I want to say something clever. I give him a thumbs-up. “Keep it real.”

That wasn’t it.

Without saying anything else, he makes sure the coast is clear, then waves goodbye and steps outside.

I still have my thumb up as I shut the door. I lock the dead bolt and engage the chain.

I bury my face in my hands. What in the world. He thinks I’m a prosecco-drinking, name-game maniac!

I flop back on the bed as my head tumbles through our encounter.

I can’t believe I threw myself at him like that. It just . . . happened.

He was a little hostile at first, completely understandable, but then he offered to fight Fake Clint. I give a one-two punch to the air. Cat hater or not, he’s a good one.

Hours later, I awake and watch from the window as the sun sinks below the horizon. Half the sky is still dark, the other half tinted with pink and red. It’s pretty, but I can’t wait to get back home. I don’t want cacti. I want Central Park, my little family, and the bookstore.

I grab clothes for a shower.
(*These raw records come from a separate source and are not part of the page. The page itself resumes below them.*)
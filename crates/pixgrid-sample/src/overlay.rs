use pixgrid_core::RgbImage;

use crate::color::GridColor;

/// Draw 1 px separators between the `pixel_size` blocks of a sampled image.
///
/// A separator is drawn on the last row/column of every block except the
/// final one on each axis, spanning the full image. Other pixels are left
/// untouched.
pub fn draw_grid_overlay(
    img: &mut RgbImage,
    cells_x: usize,
    cells_y: usize,
    pixel_size: u32,
    color: GridColor,
) {
    let ps = pixel_size as usize;
    if ps == 0 || img.is_empty() {
        return;
    }
    let rgb = color.rgb();
    let (w, h) = (img.width, img.height);

    for i in 0..cells_x.saturating_sub(1) {
        let x = i * ps + ps - 1;
        if x < w {
            img.fill_rect(x, 0, 1, h, rgb);
        }
    }
    for j in 0..cells_y.saturating_sub(1) {
        let y = j * ps + ps - 1;
        if y < h {
            img.fill_rect(0, y, w, 1, rgb);
        }
    }
}

#[cfg(test)]
mod tests {
    use super::*;

    const BG: [u8; 3] = [10, 20, 30];

    fn canvas(cells_x: usize, cells_y: usize, ps: usize) -> RgbImage {
        let mut img = RgbImage::new(cells_x * ps, cells_y * ps);
        img.fill_rect(0, 0, img.width, img.height, BG);
        img
    }

    #[test]
    fn separators_sit_on_block_edges() {
        let mut img = canvas(3, 2, 4);
        draw_grid_overlay(&mut img, 3, 2, 4, GridColor::Red);
        let red = GridColor::Red.rgb();

        for y in 0..img.height {
            assert_eq!(img.get(3, y), red);
            assert_eq!(img.get(7, y), red);
            // last column stays untouched
            if y != 3 {
                assert_eq!(img.get(11, y), BG);
            }
        }
        for x in 0..img.width {
            assert_eq!(img.get(x, 3), red);
            if ![3, 7].contains(&x) {
                assert_eq!(img.get(x, 7), BG);
            }
        }
        assert_eq!(img.get(0, 0), BG);
        assert_eq!(img.get(5, 5), BG);
    }

    #[test]
    fn single_cell_gets_no_lines() {
        let mut img = canvas(1, 1, 5);
        let before = img.clone();
        draw_grid_overlay(&mut img, 1, 1, 5, GridColor::White);
        assert_eq!(img, before);
    }

    #[test]
    fn unit_pixel_size_paints_every_inner_column() {
        let mut img = canvas(3, 1, 1);
        draw_grid_overlay(&mut img, 3, 1, 1, GridColor::Black);
        assert_eq!(img.get(0, 0), [0, 0, 0]);
        assert_eq!(img.get(1, 0), [0, 0, 0]);
        assert_eq!(img.get(2, 0), BG);
    }

    #[test]
    fn empty_image_is_a_no_op() {
        let mut img = RgbImage::new(0, 0);
        draw_grid_overlay(&mut img, 0, 0, 4, GridColor::Gray);
        assert!(img.is_empty());
    }
}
I don’t have much to choose from but find clean panties, a pair of gray sweats, and an “Arizona Rocks” shirt I picked up yesterday. I stand under the hot water and contemplate my dinner options, either pizza delivery or Chinese. I’ve picked Chinese by the time I get out and dry off.
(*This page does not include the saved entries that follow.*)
#[derive(Clone, Copy, Debug)]
pub struct GrayImageView<'a> {
    pub width: usize,
    pub height: usize,
    pub data: &'a [u8], // row-major, len = w*h
}

#[derive(Clone, Debug, PartialEq, Eq)]
pub struct GrayImage {
    pub width: usize,
    pub height: usize,
    pub data: Vec<u8>,
}

impl GrayImageView<'_> {
    #[inline]
    pub fn get(&self, x: usize, y: usize) -> u8 {
        self.data[y * self.width + x]
    }
}

impl GrayImage {
    pub fn new(width: usize, height: usize) -> Self {
        Self {
            width,
            height,
            data: vec![0; width * height],
        }
    }

    pub fn view(&self) -> GrayImageView<'_> {
        GrayImageView {
            width: self.width,
            height: self.height,
            data: &self.data,
        }
    }
}

/// Borrowed interleaved 8-bit RGB raster.
#[derive(Clone, Copy, Debug)]
pub struct RgbImageView<'a> {
    pub width: usize,
    pub height: usize,
    pub data: &'a [u8], // row-major, len = w*h*3
}

impl RgbImageView<'_> {
    #[inline]
    pub fn get(&self, x: usize, y: usize) -> [u8; 3] {
        let i = (y * self.width + x) * 3;
        [self.data[i], self.data[i + 1], self.data[i + 2]]
    }

    /// Per-channel sums over `[x0, x1) × [y0, y1)` and the pixel count.
    ///
    /// The rectangle must already lie inside the raster.
    pub fn rect_sum(&self, x0: usize, x1: usize, y0: usize, y1: usize) -> ([u64; 3], u64) {
        let mut acc = [0u64; 3];
        for y in y0..y1 {
            let row = &self.data[(y * self.width + x0) * 3..(y * self.width + x1) * 3];
            for px in row.chunks_exact(3) {
                acc[0] += px[0] as u64;
                acc[1] += px[1] as u64;
                acc[2] += px[2] as u64;
            }
        }
        let count = (x1.saturating_sub(x0) * y1.saturating_sub(y0)) as u64;
        (acc, count)
    }
}

/// Owned interleaved 8-bit RGB raster. Zero-sized images are valid.
#[derive(Clone, Debug, PartialEq, Eq)]
pub struct RgbImage {
    pub width: usize,
    pub height: usize,
    pub data: Vec<u8>,
}

impl RgbImage {
    pub fn new(width: usize, height: usize) -> Self {
        Self {
            width,
            height,
            data: vec![0; width * height * 3],
        }
    }

    pub fn view(&self) -> RgbImageView<'_> {
        RgbImageView {
            width: self.width,
            height: self.height,
            data: &self.data,
        }
    }

    pub fn is_empty(&self) -> bool {
        self.width == 0 || self.height == 0
    }

    #[inline]
    pub fn get(&self, x: usize, y: usize) -> [u8; 3] {
        self.view().get(x, y)
    }

    #[inline]
    pub fn put(&mut self, x: usize, y: usize, rgb: [u8; 3]) {
        let i = (y * self.width + x) * 3;
        self.data[i..i + 3].copy_from_slice(&rgb);
    }

    /// Fill `[x, x+w) × [y, y+h)`, clipped to the image bounds.
    pub fn fill_rect(&mut self, x: usize, y: usize, w: usize, h: usize, rgb: [u8; 3]) {
        let x1 = (x + w).min(self.width);
        let y1 = (y + h).min(self.height);
        for yy in y.min(y1)..y1 {
            for xx in x.min(x1)..x1 {
                self.put(xx, yy, rgb);
            }
        }
    }
}

/// BT.601 luma in 14-bit fixed point, matching the usual `RGB -> GRAY`
/// conversion of 8-bit images.
#[inline]
fn luma(rgb: [u8; 3]) -> u8 {
    const R: u32 = 4899;
    const G: u32 = 9617;
    const B: u32 = 1868;
    ((rgb[0] as u32 * R + rgb[1] as u32 * G + rgb[2] as u32 * B + (1 << 13)) >> 14) as u8
}

pub(crate) fn luma_f32(rgb: [u8; 3]) -> f32 {
    luma(rgb) as f32
}

/// Convert an RGB view into an 8-bit grayscale image.
pub fn rgb_to_gray(src: &RgbImageView<'_>) -> GrayImage {
    let data = src
        .data
        .chunks_exact(3)
        .map(|px| luma([px[0], px[1], px[2]]))
        .collect();
    GrayImage {
        width: src.width,
        height: src.height,
        data,
    }
}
As I stand in front of the mirror, my eyes snag on the small scars on either side of my rib cage from the surgery. I trace the raised red surfaces, then put my hand over my heart. Luckily, they didn’t have to do open-heart surgery. Going in through my ribs was the best option for the mini-maze surgery, with a shorter recovery time. I sigh, thankful for normal, steady beats.
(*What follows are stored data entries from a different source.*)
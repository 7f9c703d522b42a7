use std::path::{Path, PathBuf};
use std::process::Stdio;

use tokio::process::Command;

use crate::{
    constants::{DEFAULT_LIMITS, EXTRA_TIME_SECS, META_FILE, SANDBOX_PATH_ENV, STDIN_FILE, STDOUT_FILE},
    core::{
        domain::{Limits, Metrics},
        errors::SandboxError,
        traits::sandbox::{Isolation, Sandbox},
    },
    sandbox::{link_files, read_stdout, report::parse_usage_report, split_command, write_stdin},
};

#[derive(Clone, Debug)]
pub struct IsolateConfig {
    /// Command line that starts isolate, e.g. `isolate` or `sudo -n isolate`.
    pub command: Vec<String>,
    /// Box id reserved for this worker. Concurrent workers must use distinct ids.
    pub box_id: u32,
}

impl Default for IsolateConfig {
    fn default() -> Self {
        Self {
            command: vec!["isolate".to_string()],
            box_id: 0,
        }
    }
}

/// Confined sandboxes backed by the `isolate` command line tool.
#[derive(Clone, Debug, Default)]
pub struct Isolate {
    config: IsolateConfig,
}

impl Isolate {
    pub fn new(config: IsolateConfig) -> Self {
        Self { config }
    }
}

impl Isolation for Isolate {
    type Sandbox = IsolateBox;

    fn sandbox(&self, files: Vec<PathBuf>) -> IsolateBox {
        IsolateBox {
            config: self.config.clone(),
            files,
            state: None,
        }
    }
}

#[derive(Debug)]
struct Acquired {
    box_path: PathBuf,
    /// Holds the usage report outside the confined tree.
    meta_dir: tempfile::TempDir,
}

#[derive(Debug)]
pub struct IsolateBox {
    config: IsolateConfig,
    files: Vec<PathBuf>,
    state: Option<Acquired>,
}

impl IsolateConfig {
    fn program(&self) -> (&str, &[String]) {
        match self.command.split_first() {
            Some((program, args)) => (program.as_str(), args),
            None => ("isolate", &[]),
        }
    }
}

impl IsolateBox {
    fn command(&self) -> Command {
        let (program, args) = self.config.program();
        let mut cmd = Command::new(program);
        cmd.args(args)
            .arg(format!("--box-id={}", self.config.box_id));
        cmd
    }

    async fn cleanup(&self) -> Result<(), SandboxError> {
        let status = self
            .command()
            .arg("--cleanup")
            .stdout(Stdio::null())
            .stderr(Stdio::piped())
            .output()
            .await?;
        if !status.status.success() {
            tracing::warn!(
                box_id = self.config.box_id,
                stderr = %String::from_utf8_lossy(&status.stderr),
                "isolate cleanup failed"
            );
        }
        Ok(())
    }

    fn run_args(meta_path: &Path, limits: &Limits) -> Vec<String> {
        vec![
            "--run".to_string(),
            format!("--stdin={}", STDIN_FILE),
            format!("--stdout={}", STDOUT_FILE),
            format!("--time={}", ms_to_seconds(limits.time_ms)),
            format!("--mem={}", limits.memory_kb),
            format!("--wall-time={}", ms_to_seconds(limits.real_time_ms)),
            format!("--extra-time={}", EXTRA_TIME_SECS),
            format!("--meta={}", meta_path.display()),
            format!("--env={}", SANDBOX_PATH_ENV),
            "--processes".to_string(),
            "--".to_string(),
        ]
    }

    async fn read_metrics(meta_path: &Path) -> Metrics {
        let report = match tokio::fs::read_to_string(meta_path).await {
            Ok(report) => report,
            Err(e) => {
                tracing::error!(error = %e, "Usage report is unreadable");
                return Metrics::failed();
            }
        };
        parse_usage_report(&report).unwrap_or_else(|| {
            tracing::error!(report = %report, "Usage report is incomplete");
            Metrics::failed()
        })
    }
}

fn ms_to_seconds(ms: u64) -> String {
    format!("{}.{:03}", ms / 1000, ms % 1000)
}

#[async_trait::async_trait]
impl Sandbox for IsolateBox {
    type Outcome = Metrics;

    #[tracing::instrument(skip(self), fields(box_id = self.config.box_id))]
    async fn acquire(&mut self) -> Result<(), SandboxError> {
        self.cleanup().await?;

        let output = self
            .command()
            .arg("--init")
            .stderr(Stdio::piped())
            .output()
            .await?;
        if !output.status.success() {
            return Err(SandboxError::Init {
                msg: String::from_utf8_lossy(&output.stderr).trim().to_string(),
            });
        }

        let root = String::from_utf8_lossy(&output.stdout).trim().to_string();
        if root.is_empty() {
            return Err(SandboxError::Init {
                msg: "isolate printed no box path".to_string(),
            });
        }

        let box_path = Path::new(&root).join("box");
        tracing::debug!(box_path = %box_path.display(), "Sandbox acquired");
        self.state = Some(Acquired {
            box_path,
            meta_dir: tempfile::tempdir()?,
        });
        Ok(())
    }

    fn box_path(&self) -> Result<&Path, SandboxError> {
        self.state
            .as_ref()
            .map(|state| state.box_path.as_path())
            .ok_or(SandboxError::NotAcquired)
    }

    #[tracing::instrument(skip(self, stdin, stdout), fields(box_id = self.config.box_id))]
    async fn run(
        &mut self,
        command: &str,
        stdin: Option<&[u8]>,
        stdout: Option<&mut Vec<u8>>,
        limits: Option<&Limits>,
    ) -> Result<Metrics, SandboxError> {
        let state = self.state.as_ref().ok_or(SandboxError::NotAcquired)?;
        let box_path = state.box_path.as_path();
        let meta_path = state.meta_dir.path().join(META_FILE);
        let limits = limits.unwrap_or(&DEFAULT_LIMITS);

        write_stdin(box_path, stdin).await?;
        link_files(box_path, &self.files).await?;
        // Isolate runs the program with the box as its working directory.
        let argv = split_command(box_path, command, |name| format!("./{}", name))?;

        let output = self
            .command()
            .args(Self::run_args(&meta_path, limits))
            .args(&argv)
            .stdout(Stdio::null())
            .stderr(Stdio::piped())
            .output()
            .await?;
        // Exit status of isolate reflects the confined program as well;
        // the usage report decides the outcome.
        tracing::debug!(
            exit_status = ?output.status,
            stderr = %String::from_utf8_lossy(&output.stderr).trim(),
            "isolate finished"
        );

        let metrics = Self::read_metrics(&meta_path).await;
        read_stdout(box_path, stdout).await?;

        tracing::debug!(?metrics, "Run finished");
        Ok(metrics)
    }

    async fn release(&mut self) -> Result<(), SandboxError> {
        if self.state.take().is_some() {
            self.cleanup().await?;
        }
        Ok(())
    }
}

impl Drop for IsolateBox {
    fn drop(&mut self) {
        if self.state.take().is_none() {
            return;
        }
        // Best effort cleanup when the box was not released explicitly.
        let (program, args) = self.config.program();
        let result = std::process::Command::new(program)
            .args(args)
            .arg(format!("--box-id={}", self.config.box_id))
            .arg("--cleanup")
            .stdout(Stdio::null())
            .stderr(Stdio::null())
            .status();
        if let Err(e) = result {
            tracing::error!(box_id = self.config.box_id, error = %e, "isolate cleanup failed");
        }
    }
}

#[cfg(test)]
mod tests {
    use super::*;
    use crate::core::domain::Status;

    /// Mimics the isolate command line: boxes are directories under
    /// `root`, `--run` executes the command inside the box and writes a
    /// usage report.
    const FAKE_ISOLATE: &str = r#"
root="$FAKE_ROOT"
mode=""; box=0; meta=""; stdin=""; stdout=""; wall=""
while [ $# -gt 0 ]; do
    case "$1" in
        --init) mode=init ;;
        --cleanup) mode=cleanup ;;
        --run) mode=run ;;
        --box-id=*) box="${1#--box-id=}" ;;
        --meta=*) meta="${1#--meta=}" ;;
        --stdin=*) stdin="${1#--stdin=}" ;;
        --stdout=*) stdout="${1#--stdout=}" ;;
        --wall-time=*) wall="${1#--wall-time=}" ;;
        --) shift; break ;;
    esac
    shift
done
dir="$root/$box"
case "$mode" in
    init) mkdir -p "$dir/box" && echo "$dir" ;;
    cleanup) rm -rf "$dir" ;;
    run)
        cd "$dir/box" || exit 2
        echo "$wall" > "$root/last-wall-time"
        echo "$1" > "$root/last-program"
        case "$1" in
            # Host paths do not exist inside the real box.
            "$root"/*) echo "no such file: $1" >&2; exit 2 ;;
            # Box files are shell scripts here.
            ./*) set -- sh "$@" ;;
        esac
        "$@" < "$stdin" > "$stdout"
        code=$?
        printf 'time:0.012\ntime-wall:0.034\nmax-rss:2048\n' > "$meta"
        if [ "$code" -ne 0 ]; then
            printf 'status:RE\nexitcode:%s\n' "$code" >> "$meta"
        fi
        exit 1
        ;;
esac
"#;

    struct FakeIsolate {
        root: tempfile::TempDir,
        isolate: Isolate,
    }

    fn fake_isolate(box_id: u32) -> FakeIsolate {
        let root = tempfile::tempdir().unwrap();
        let script = root.path().join("isolate.sh");
        let body = FAKE_ISOLATE.replace("$FAKE_ROOT", &root.path().join("boxes").to_string_lossy());
        std::fs::write(&script, body).unwrap();
        let isolate = Isolate::new(IsolateConfig {
            command: vec!["sh".to_string(), script.to_string_lossy().into_owned()],
            box_id,
        });
        FakeIsolate { root, isolate }
    }

    #[test]
    fn test_run_args_convert_units() {
        let args = IsolateBox::run_args(Path::new("/tmp/meta"), &Limits::new(1500, 65536, 3000));

        assert!(args.contains(&"--time=1.500".to_string()));
        assert!(args.contains(&"--wall-time=3.000".to_string()));
        assert!(args.contains(&"--mem=65536".to_string()));
        assert!(args.contains(&"--extra-time=1".to_string()));
        assert!(args.contains(&"--meta=/tmp/meta".to_string()));
        assert_eq!(args.last().unwrap(), "--");
    }

    #[tokio::test]
    async fn test_run_before_acquire() {
        let mut sandbox = Isolate::default().sandbox(vec![]);

        let result = sandbox.run("true", None, None, None).await;

        assert!(matches!(result, Err(SandboxError::NotAcquired)));
        assert!(matches!(sandbox.box_path(), Err(SandboxError::NotAcquired)));
    }

    #[tokio::test]
    async fn test_run_echo_program() {
        let fake = fake_isolate(3);
        let program = fake.root.path().join("cat.sh");
        std::fs::write(&program, "cat\n").unwrap();

        let mut sandbox = fake.isolate.sandbox(vec![program]);
        sandbox.acquire().await.unwrap();
        let box_path = sandbox.box_path().unwrap().to_path_buf();
        assert!(box_path.ends_with("3/box"));

        let mut stdout = Vec::new();
        let metrics = sandbox
            .run(
                "sh cat.sh",
                Some(b"1 2\n"),
                Some(&mut stdout),
                Some(&Limits::new(1000, 1024, 2500)),
            )
            .await
            .unwrap();

        assert_eq!(metrics, Metrics::new(12, 2048, 34, Status::Ok));
        assert_eq!(stdout, b"1 2\n");
        let wall = std::fs::read_to_string(fake.root.path().join("boxes/last-wall-time")).unwrap();
        assert_eq!(wall.trim(), "2.500");

        sandbox.release().await.unwrap();
        assert!(!box_path.exists());
    }

    #[tokio::test]
    async fn test_box_programs_are_addressed_inside_the_box() {
        let fake = fake_isolate(9);
        let artifact = fake.root.path().join("main.cpp.out");
        std::fs::write(&artifact, "echo compiled \"$@\"\n").unwrap();

        let mut sandbox = fake.isolate.sandbox(vec![artifact]);
        sandbox.acquire().await.unwrap();
        let mut stdout = Vec::new();
        let metrics = sandbox
            .run("main.cpp.out 1 2", None, Some(&mut stdout), None)
            .await
            .unwrap();
        sandbox.release().await.unwrap();

        let program = std::fs::read_to_string(fake.root.path().join("boxes/last-program")).unwrap();
        assert_eq!(program.trim(), "./main.cpp.out");
        assert_eq!(metrics.status, Status::Ok);
        assert_eq!(stdout, b"compiled 1 2\n");
    }

    #[tokio::test]
    async fn test_runtime_error_is_data() {
        let fake = fake_isolate(4);
        let mut sandbox = fake.isolate.sandbox(vec![]);
        sandbox.acquire().await.unwrap();

        let metrics = sandbox.run("sh -c 'exit 3'", None, None, None).await.unwrap();

        assert_eq!(metrics.status, Status::Re);
        sandbox.release().await.unwrap();
    }

    #[tokio::test]
    async fn test_missing_report_is_system_failure() {
        let dir = tempfile::tempdir().unwrap();
        let meta_path = dir.path().join(META_FILE);

        assert_eq!(IsolateBox::read_metrics(&meta_path).await, Metrics::failed());

        std::fs::write(&meta_path, "time:0.100\nstatus:SG\n").unwrap();
        assert_eq!(IsolateBox::read_metrics(&meta_path).await.status, Status::Cf);
    }

    #[tokio::test]
    async fn test_drop_cleans_up_unreleased_box() {
        let fake = fake_isolate(6);
        let box_path = {
            let mut sandbox = fake.isolate.sandbox(vec![]);
            sandbox.acquire().await.unwrap();
            sandbox.box_path().unwrap().to_path_buf()
        };

        assert!(!box_path.exists());
    }
}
I part my hair in the center and brush it out. There’s no motel dryer, so I scrunch the strands. When it dries, I’ll have a riot of loose blonde curls spilling to the middle of my back. If I stretch it out, it’ll reach my lower back. Pulling out my makeup bag, I dab foundation on my face and blend it in. Mascara is next, just enough to take away some of the paleness. Shimmery lip gloss coats my lips.

I laugh when I realize I have nowhere to go.

Maybe I’ll go next door and chat with G. I could buy him dinner, considering what I put him through. Ugh. I wish I had nicer clothes with me.

My phone rings as I come out of the bathroom, and dread fills me when I see it’s Missy. I debate answering but end up plopping down on the bed as I pick up. She’s Kian’s PA, and we’ve had some good times, but in the end, she’s his minion.

Her voice is hushed. “Emmy! Thank God!”

Alarm hits. “What’s wrong?”

“Where are you?”

“I’m not saying.”

She rushes through her words. “I’m in the restroom at a gas station just outside of Tucson. Kian’s in the car. He’s tracked your phone, Emmy. He knows where you are.”

“I turned off his tracker.” Two days ago in Vegas when I found it.

I’d been shopping for a dress to wear to Kian’s friend’s wedding. Back in New York, I’d packed one, a black number with cutouts, but I’d forgotten to try it on. On my flight to Vegas, I realized it would show my surgery scars and perhaps rub against them.

I’d left Kian sleeping and went shopping. I was in a boutique in Vegas when I heard him calling my name; then he barged into the dressing room where I was. When I asked how he knew where I was, he admitted he’d put a tracker on my phone.

You were gone for so long that I was worried, Emmy.

I didn’t buy it. It wasn’t just about being concerned for me. He invaded my privacy and kept up with my movements so he could hide what he was doing.

“He reinstalled and hid it under an app,” Missy says.

My teeth grit. “Do you see a motel outside the gas station?”

“Yeah. I think that’s where he’s going. I keep asking him, but he won’t answer. He’s really pissed because you won’t answer the phone.”

“Doesn’t he have the rehearsal dinner tonight?”

“He told Danny he was sick. His best friend is getting married, and he’s skipping it to look for you. He should be giving a toast right now.”

“It’s not my fault he makes dumb decisions.”

She huffs. “If you want to end this, then leave and turn off your phone. I’m sick of your ‘on again, off again’ thing with him.”

“Yeah, you’d love for us to be over. You’d just slip right in and take my place in a heartbeat.” I pause, my voice thickening. “He hurt me, Missy. Beware of him. Please.”

She huffs. “I don’t know why I’d need to know that. He’s my employer.”